(Saved entries)
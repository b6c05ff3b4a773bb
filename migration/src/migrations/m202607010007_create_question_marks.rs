use sea_orm_migration::prelude::*;

pub struct Migration;

impl MigrationName for Migration {
    fn name(&self) -> &str {
        "m202607010007_create_question_marks"
    }
}

#[async_trait::async_trait]
impl MigrationTrait for Migration {
    async fn up(&self, manager: &SchemaManager) -> Result<(), DbErr> {
        manager
            .create_table(
                Table::create()
                    .table(Alias::new("question_marks"))
                    .if_not_exists()
                    .col(
                        ColumnDef::new(Alias::new("id"))
                            .big_integer()
                            .not_null()
                            .auto_increment()
                            .primary_key(),
                    )
                    .col(
                        ColumnDef::new(Alias::new("answer_sheet_id"))
                            .big_integer()
                            .not_null(),
                    )
                    .col(
                        ColumnDef::new(Alias::new("question_number"))
                            .big_integer()
                            .not_null(),
                    )
                    .col(
                        ColumnDef::new(Alias::new("max_marks"))
                            .big_integer()
                            .not_null(),
                    )
                    .col(
                        ColumnDef::new(Alias::new("obtained_marks"))
                            .big_integer()
                            .not_null(),
                    )
                    .col(ColumnDef::new(Alias::new("comments")).text().null())
                    .col(
                        ColumnDef::new(Alias::new("graded_by"))
                            .big_integer()
                            .not_null(),
                    )
                    .col(
                        ColumnDef::new(Alias::new("graded_at"))
                            .timestamp()
                            .not_null(),
                    )
                    .foreign_key(
                        ForeignKey::create()
                            .from(Alias::new("question_marks"), Alias::new("answer_sheet_id"))
                            .to(Alias::new("answer_sheets"), Alias::new("id"))
                            .on_delete(ForeignKeyAction::Cascade),
                    )
                    .foreign_key(
                        ForeignKey::create()
                            .from(Alias::new("question_marks"), Alias::new("graded_by"))
                            .to(Alias::new("users"), Alias::new("id"))
                            .on_delete(ForeignKeyAction::Cascade),
                    )
                    .to_owned(),
            )
            .await?;

        // The ledger key: one row per question per sheet. Re-grades overwrite.
        manager
            .create_index(
                Index::create()
                    .if_not_exists()
                    .name("idx_question_marks_sheet_question")
                    .table(Alias::new("question_marks"))
                    .col(Alias::new("answer_sheet_id"))
                    .col(Alias::new("question_number"))
                    .unique()
                    .to_owned(),
            )
            .await
    }

    async fn down(&self, manager: &SchemaManager) -> Result<(), DbErr> {
        manager
            .drop_table(Table::drop().table(Alias::new("question_marks")).to_owned())
            .await
    }
}
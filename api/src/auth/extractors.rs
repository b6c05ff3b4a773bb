use axum::{
    extract::FromRequestParts,
    http::{StatusCode, request::Parts},
};
use axum_extra::extract::TypedHeader;
use headers::{Authorization, authorization::Bearer};
use jsonwebtoken::{Algorithm, DecodingKey, Validation, decode};
use util::config;

use crate::auth::claims::{AuthUser, Claims};

/// Implements extraction of `AuthUser` from request headers.
///
/// This checks for a valid Bearer token in the `Authorization` header,
/// verifies the JWT using the configured secret, and extracts the user
/// claims into an `AuthUser` instance.
///
/// # Errors
/// - Returns `401 Unauthorized` if the header is missing, malformed, or the token is invalid or expired.
impl<S> FromRequestParts<S> for AuthUser
where
    S: Send + Sync,
{
    type Rejection = (StatusCode, &'static str);

    async fn from_request_parts(parts: &mut Parts, state: &S) -> Result<Self, Self::Rejection> {
        let TypedHeader(Authorization(bearer)) =
            TypedHeader::<Authorization<Bearer>>::from_request_parts(parts, state)
                .await
                .map_err(|_| {
                    (
                        StatusCode::UNAUTHORIZED,
                        "Missing or invalid Authorization header",
                    )
                })?;

        let token_data = decode::<Claims>(
            bearer.token(),
            &DecodingKey::from_secret(config::jwt_secret().as_bytes()),
            &Validation::new(Algorithm::HS256),
        )
        .map_err(|_| (StatusCode::UNAUTHORIZED, "Invalid or expired token"))?;

        Ok(AuthUser(token_data.claims))
    }
}
use api::auth::middleware::log_request;
use api::routes::routes;
use axum::{
    Router,
    extract::DefaultBodyLimit,
    http::header::{CONTENT_DISPOSITION, CONTENT_TYPE},
    middleware::from_fn,
};
use std::net::SocketAddr;
use tower_http::cors::CorsLayer;
use tracing_appender::rolling;
use util::{config, state::AppState};

#[tokio::main]
async fn main() {
    // Load configuration and initialize logging
    let _log_guard = init_logging(&config::log_file(), &config::log_level());

    // Set up dependencies
    let db = db::connect().await;
    let app_state = AppState::new(db);

    // Configure middleware
    let cors = CorsLayer::very_permissive().expose_headers([CONTENT_DISPOSITION, CONTENT_TYPE]);

    // Build app router
    let app = Router::new()
        .nest("/api", routes(app_state.clone()))
        .layer(DefaultBodyLimit::max(
            config::max_upload_size_mb() as usize * 1024 * 1024,
        ))
        .layer(from_fn(log_request))
        .layer(cors);

    // Start server
    let addr: SocketAddr = format!("{}:{}", config::host(), config::port())
        .parse()
        .expect("Invalid address");

    println!(
        "Starting {} on http://{}:{}",
        config::project_name(),
        config::host(),
        config::port()
    );

    axum::serve(
        tokio::net::TcpListener::bind(&addr)
            .await
            .expect("Failed to bind"),
        app.into_make_service_with_connect_info::<SocketAddr>(),
    )
    .await
    .expect("Server crashed");
}

fn init_logging(log_file: &str, _log_level: &str) -> tracing_appender::non_blocking::WorkerGuard {
    use std::fs;
    use tracing_subscriber::{EnvFilter, fmt, prelude::*};

    fs::create_dir_all("logs").ok();

    let file_appender = rolling::daily("logs", log_file);
    let (file_writer, guard) = tracing_appender::non_blocking(file_appender);

    let file_layer = fmt::layer()
        .with_writer(file_writer)
        .with_ansi(false)
        .with_target(true)
        .with_thread_ids(true);

    let log_to_stdout = config::log_to_stdout();

    let stdout_layer = fmt::layer()
        .with_writer(std::io::stdout)
        .with_ansi(true)
        .with_target(true)
        .with_thread_ids(true);

    let env_filter =
        EnvFilter::try_from_env("LOG_LEVEL").unwrap_or_else(|_| EnvFilter::new("api=info"));

    let registry = tracing_subscriber::registry()
        .with(env_filter)
        .with(file_layer);

    if log_to_stdout {
        registry.with(stdout_layer).init();
    } else {
        registry.init();
    }

    guard
}
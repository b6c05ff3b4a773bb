use crate::seed::Seeder;
use db::error::DomainError;
use db::models::exam;
use db::models::exam_teacher_assignment::Model as AssignmentModel;
use db::models::user::{self, Role};
use rand::rngs::StdRng;
use rand::seq::SliceRandom;
use rand::SeedableRng;
use sea_orm::{ColumnTrait, DatabaseConnection, EntityTrait, QueryFilter};
use std::collections::{BTreeMap, BTreeSet};
use std::future::Future;
use std::pin::Pin;

pub struct AssignmentSeeder;

impl Seeder for AssignmentSeeder {
    fn seed<'a>(
        &'a self,
        db: &'a DatabaseConnection,
    ) -> Pin<Box<dyn Future<Output = Result<(), DomainError>> + Send + 'a>> {
        Box::pin(async move {
            let mut rng = StdRng::seed_from_u64(7);

            let teachers = user::Entity::find()
                .filter(user::Column::Role.eq(Role::Teacher))
                .all(db)
                .await?;
            let exams = exam::Entity::find().all(db).await?;

            // Two graders per exam: questions 1-3 and 4-6, five marks each.
            for exam in &exams {
                let mut pool: Vec<_> = teachers.iter().collect();
                pool.shuffle(&mut rng);

                let front: BTreeSet<i64> = BTreeSet::from([1, 2, 3]);
                let back: BTreeSet<i64> = BTreeSet::from([4, 5, 6]);
                let marks = |qs: &BTreeSet<i64>| -> BTreeMap<i64, i64> {
                    qs.iter().map(|&q| (q, 5)).collect()
                };

                AssignmentModel::assign(db, exam.id, pool[0].id, &front, &marks(&front)).await?;
                AssignmentModel::assign(db, exam.id, pool[1].id, &back, &marks(&back)).await?;
            }
            Ok(())
        })
    }
}
use axum::{
    Extension, Json,
    extract::{Multipart, Path, State},
    http::StatusCode,
    response::IntoResponse,
};
use chrono::{DateTime, Utc};
use common::format_validation_errors;
use db::models::{exam::Model as ExamModel, subject};
use sea_orm::EntityTrait;
use serde::{Deserialize, Serialize};
use util::{paths, state::AppState};
use validator::Validate;

use crate::auth::AuthUser;
use crate::response::ApiResponse;

#[derive(Debug, Deserialize, Validate)]
pub struct CreateExamRequest {
    pub subject_id: i64,

    #[validate(length(min = 2, message = "Exam name must be at least 2 characters"))]
    pub name: String,

    pub exam_date: DateTime<Utc>,

    #[validate(range(min = 1, message = "Duration must be at least 1 minute"))]
    pub duration_minutes: i32,

    #[validate(range(min = 1, message = "Total marks must be positive"))]
    pub total_marks: i64,
}

#[derive(Debug, Serialize, Default)]
pub struct ExamResponse {
    pub id: i64,
    pub subject_id: i64,
    pub name: String,
    pub exam_date: String,
    pub duration_minutes: i32,
    pub total_marks: i64,
    pub question_paper_path: Option<String>,
    pub created_by: i64,
}

impl From<ExamModel> for ExamResponse {
    fn from(e: ExamModel) -> Self {
        Self {
            id: e.id,
            subject_id: e.subject_id,
            name: e.name,
            exam_date: e.exam_date.to_rfc3339(),
            duration_minutes: e.duration_minutes,
            total_marks: e.total_marks,
            question_paper_path: e.question_paper_path,
            created_by: e.created_by,
        }
    }
}

/// POST /api/exams
///
/// Create an exam for a subject. Admin only.
///
/// ### Request Body
/// ```json
/// {
///   "subject_id": 2,
///   "name": "Midsem 2026",
///   "exam_date": "2026-07-15T09:00:00Z",
///   "duration_minutes": 120,
///   "total_marks": 30
/// }
/// ```
///
/// ### Responses
/// - `201 Created` with the created exam
/// - `400 Bad Request` (validation failure)
/// - `404 Not Found` (unknown subject)
pub async fn create_exam(
    State(app_state): State<AppState>,
    Extension(AuthUser(claims)): Extension<AuthUser>,
    Json(req): Json<CreateExamRequest>,
) -> impl IntoResponse {
    if let Err(validation_errors) = req.validate() {
        let error_message = format_validation_errors(&validation_errors);
        return (
            StatusCode::BAD_REQUEST,
            Json(ApiResponse::<ExamResponse>::error(error_message)),
        );
    }

    let db = app_state.db();

    match subject::Entity::find_by_id(req.subject_id).one(db).await {
        Ok(Some(_)) => {}
        Ok(None) => {
            return (
                StatusCode::NOT_FOUND,
                Json(ApiResponse::<ExamResponse>::error("Subject not found")),
            );
        }
        Err(e) => {
            tracing::error!(error = %e, "Failed to look up subject");
            return (
                StatusCode::INTERNAL_SERVER_ERROR,
                Json(ApiResponse::<ExamResponse>::error(
                    "Something went wrong, please try again",
                )),
            );
        }
    }

    match ExamModel::create(
        db,
        req.subject_id,
        &req.name,
        req.exam_date,
        req.duration_minutes,
        req.total_marks,
        claims.sub,
    )
    .await
    {
        Ok(exam) => (
            StatusCode::CREATED,
            Json(ApiResponse::success(
                ExamResponse::from(exam),
                "Exam created successfully",
            )),
        ),
        Err(e) => {
            tracing::error!(error = %e, "Failed to create exam");
            (
                StatusCode::INTERNAL_SERVER_ERROR,
                Json(ApiResponse::<ExamResponse>::error(
                    "Something went wrong, please try again",
                )),
            )
        }
    }
}

/// POST /api/exams/{exam_id}/question-paper
///
/// Upload the question paper PDF for an exam as a multipart `file` field.
/// The bytes land under the storage root; only the relative reference is
/// persisted on the exam row. Admin only.
///
/// ### Responses
/// - `200 OK` with the updated exam
/// - `400 Bad Request` (no file field)
/// - `404 Not Found` (unknown exam)
pub async fn upload_question_paper(
    State(app_state): State<AppState>,
    Path(exam_id): Path<i64>,
    mut multipart: Multipart,
) -> impl IntoResponse {
    let db = app_state.db();

    let mut saved: Option<String> = None;
    while let Ok(Some(field)) = multipart.next_field().await {
        if field.name() != Some("file") {
            continue;
        }
        let filename = field
            .file_name()
            .map(str::to_owned)
            .unwrap_or_else(|| "question_paper.pdf".to_owned());
        let bytes = match field.bytes().await {
            Ok(b) => b,
            Err(_) => {
                return (
                    StatusCode::BAD_REQUEST,
                    Json(ApiResponse::<ExamResponse>::error(
                        "Failed to read uploaded file",
                    )),
                );
            }
        };

        let dest = paths::question_paper_path(exam_id, &filename);
        if paths::ensure_parent_dir(&dest).is_err() || std::fs::write(&dest, &bytes).is_err() {
            return (
                StatusCode::INTERNAL_SERVER_ERROR,
                Json(ApiResponse::<ExamResponse>::error(
                    "Failed to store question paper",
                )),
            );
        }
        saved = Some(format!("exam_{exam_id}/question_paper/{filename}"));
    }

    let Some(rel_path) = saved else {
        return (
            StatusCode::BAD_REQUEST,
            Json(ApiResponse::<ExamResponse>::error(
                "A 'file' field with the question paper is required",
            )),
        );
    };

    match ExamModel::set_question_paper(db, exam_id, &rel_path).await {
        Ok(exam) => (
            StatusCode::OK,
            Json(ApiResponse::success(
                ExamResponse::from(exam),
                "Question paper uploaded successfully",
            )),
        ),
        Err(e) if matches!(e, sea_orm::DbErr::RecordNotFound(_)) => (
            StatusCode::NOT_FOUND,
            Json(ApiResponse::<ExamResponse>::error("Exam not found")),
        ),
        Err(e) => {
            tracing::error!(error = %e, "Failed to record question paper");
            (
                StatusCode::INTERNAL_SERVER_ERROR,
                Json(ApiResponse::<ExamResponse>::error(
                    "Something went wrong, please try again",
                )),
            )
        }
    }
}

• **Activity**
List every line from the entries above in which "EntityTrait" appears.

• **Answer to the exercise**
use sea_orm::{ColumnTrait, DatabaseConnection, EntityTrait, QueryFilter};
use sea_orm::EntityTrait;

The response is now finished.